--- Given data Enclosed Below ---
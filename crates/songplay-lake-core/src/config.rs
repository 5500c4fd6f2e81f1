//! Run configuration.
//!
//! An [`EtlConfig`] is read from a TOML file with three optional sections:
//!
//! ```toml
//! [input]
//! root = "data"
//! catalog_pattern = "song_data/*/*/*/*.json"
//! activity_pattern = "log_data/*/*/*.json"
//! playback_page = "NextSong"
//! malformed_records = "fail"   # or "skip"
//!
//! [output]
//! root = "output"
//! date_stamped = true
//!
//! [join]
//! duration_tolerance = 0.0     # omit or 0 for exact matching
//! ```
//!
//! Every key has a default, so an empty file (or no file) is valid. Callers
//! typically apply command-line overrides on top and then [`EtlConfig::validate`].

use std::path::{Path, PathBuf};

use serde::{Deserialize, Serialize};
use snafu::prelude::*;

use crate::transform::{DurationMatch, PLAYBACK_PAGE};

pub use crate::ingest::MalformedRecordPolicy;

/// Default catalog glob, relative to the input root.
pub const DEFAULT_CATALOG_PATTERN: &str = "song_data/*/*/*/*.json";

/// Default activity glob, relative to the input root.
pub const DEFAULT_ACTIVITY_PATTERN: &str = "log_data/*/*/*.json";

/// Errors raised while loading or validating configuration.
#[derive(Debug, Snafu)]
#[snafu(visibility(pub(crate)))]
pub enum ConfigError {
    /// The configuration file could not be read.
    #[snafu(display("Failed to read config file {}: {source}", path.display()))]
    Read {
        /// Path of the configuration file.
        path: PathBuf,
        /// Underlying I/O error.
        source: std::io::Error,
    },

    /// The configuration file is not valid TOML for [`EtlConfig`].
    #[snafu(display("Failed to parse config file {}: {source}", path.display()))]
    Parse {
        /// Path of the configuration file.
        path: PathBuf,
        /// Underlying TOML error.
        source: toml::de::Error,
    },

    /// A value is syntactically valid but unusable.
    #[snafu(display("Invalid configuration value for {key}: {reason}"))]
    Invalid {
        /// Dotted key, e.g. `input.catalog_pattern`.
        key: &'static str,
        /// What is wrong with it.
        reason: String,
    },
}

/// `[input]` section.
#[derive(Debug, Clone, PartialEq, Serialize, Deserialize)]
#[serde(default, deny_unknown_fields)]
pub struct InputConfig {
    /// Input root directory.
    pub root: String,
    /// Glob selecting catalog files under `root`.
    pub catalog_pattern: String,
    /// Glob selecting activity files under `root`.
    pub activity_pattern: String,
    /// `page` value that marks a playback event.
    pub playback_page: String,
    /// Handling of lines that fail to parse.
    pub malformed_records: MalformedRecordPolicy,
}

impl Default for InputConfig {
    fn default() -> Self {
        Self {
            root: "data".to_string(),
            catalog_pattern: DEFAULT_CATALOG_PATTERN.to_string(),
            activity_pattern: DEFAULT_ACTIVITY_PATTERN.to_string(),
            playback_page: PLAYBACK_PAGE.to_string(),
            malformed_records: MalformedRecordPolicy::default(),
        }
    }
}

/// `[output]` section.
#[derive(Debug, Clone, PartialEq, Serialize, Deserialize)]
#[serde(default, deny_unknown_fields)]
pub struct OutputConfig {
    /// Output root directory.
    pub root: String,
    /// Write under `<root>/<YYYY-MM-DD>` rather than directly under `root`.
    pub date_stamped: bool,
}

impl Default for OutputConfig {
    fn default() -> Self {
        Self {
            root: "output".to_string(),
            date_stamped: true,
        }
    }
}

/// `[join]` section.
#[derive(Debug, Clone, Default, PartialEq, Serialize, Deserialize)]
#[serde(default, deny_unknown_fields)]
pub struct JoinConfig {
    /// Absolute tolerance for `length == duration`; `None` or `0` is exact.
    pub duration_tolerance: Option<f64>,
}

/// Complete configuration for one ETL run.
#[derive(Debug, Clone, Default, PartialEq, Serialize, Deserialize)]
#[serde(default, deny_unknown_fields)]
pub struct EtlConfig {
    /// Input selection.
    pub input: InputConfig,
    /// Output placement.
    pub output: OutputConfig,
    /// Join behaviour.
    pub join: JoinConfig,
}

impl EtlConfig {
    /// Parse a configuration from TOML text.
    pub fn from_toml_str(text: &str, origin: &Path) -> Result<Self, ConfigError> {
        toml::from_str(text).context(ParseSnafu { path: origin })
    }

    /// Read and parse a TOML configuration file.
    pub fn load(path: &Path) -> Result<Self, ConfigError> {
        let text = std::fs::read_to_string(path).context(ReadSnafu { path })?;
        Self::from_toml_str(&text, path)
    }

    /// Check values that deserialize fine but cannot drive a run.
    pub fn validate(&self) -> Result<(), ConfigError> {
        ensure!(
            !self.input.root.trim().is_empty(),
            InvalidSnafu {
                key: "input.root",
                reason: "must not be empty",
            }
        );
        ensure!(
            !self.output.root.trim().is_empty(),
            InvalidSnafu {
                key: "output.root",
                reason: "must not be empty",
            }
        );
        ensure!(
            !self.input.catalog_pattern.trim().is_empty(),
            InvalidSnafu {
                key: "input.catalog_pattern",
                reason: "must not be empty",
            }
        );
        ensure!(
            !self.input.activity_pattern.trim().is_empty(),
            InvalidSnafu {
                key: "input.activity_pattern",
                reason: "must not be empty",
            }
        );
        ensure!(
            !self.input.playback_page.is_empty(),
            InvalidSnafu {
                key: "input.playback_page",
                reason: "must not be empty",
            }
        );
        if let Some(eps) = self.join.duration_tolerance {
            ensure!(
                eps.is_finite() && eps >= 0.0,
                InvalidSnafu {
                    key: "join.duration_tolerance",
                    reason: format!("must be a finite, non-negative number (got {eps})"),
                }
            );
        }
        Ok(())
    }

    /// Duration comparison rule for the songplays join.
    pub fn duration_match(&self) -> DurationMatch {
        DurationMatch::from_tolerance(self.join.duration_tolerance)
    }
}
--- End of Enclosed Given data ---
Return every line above where "true" appears.

//! date_stamped = true
            date_stamped: true,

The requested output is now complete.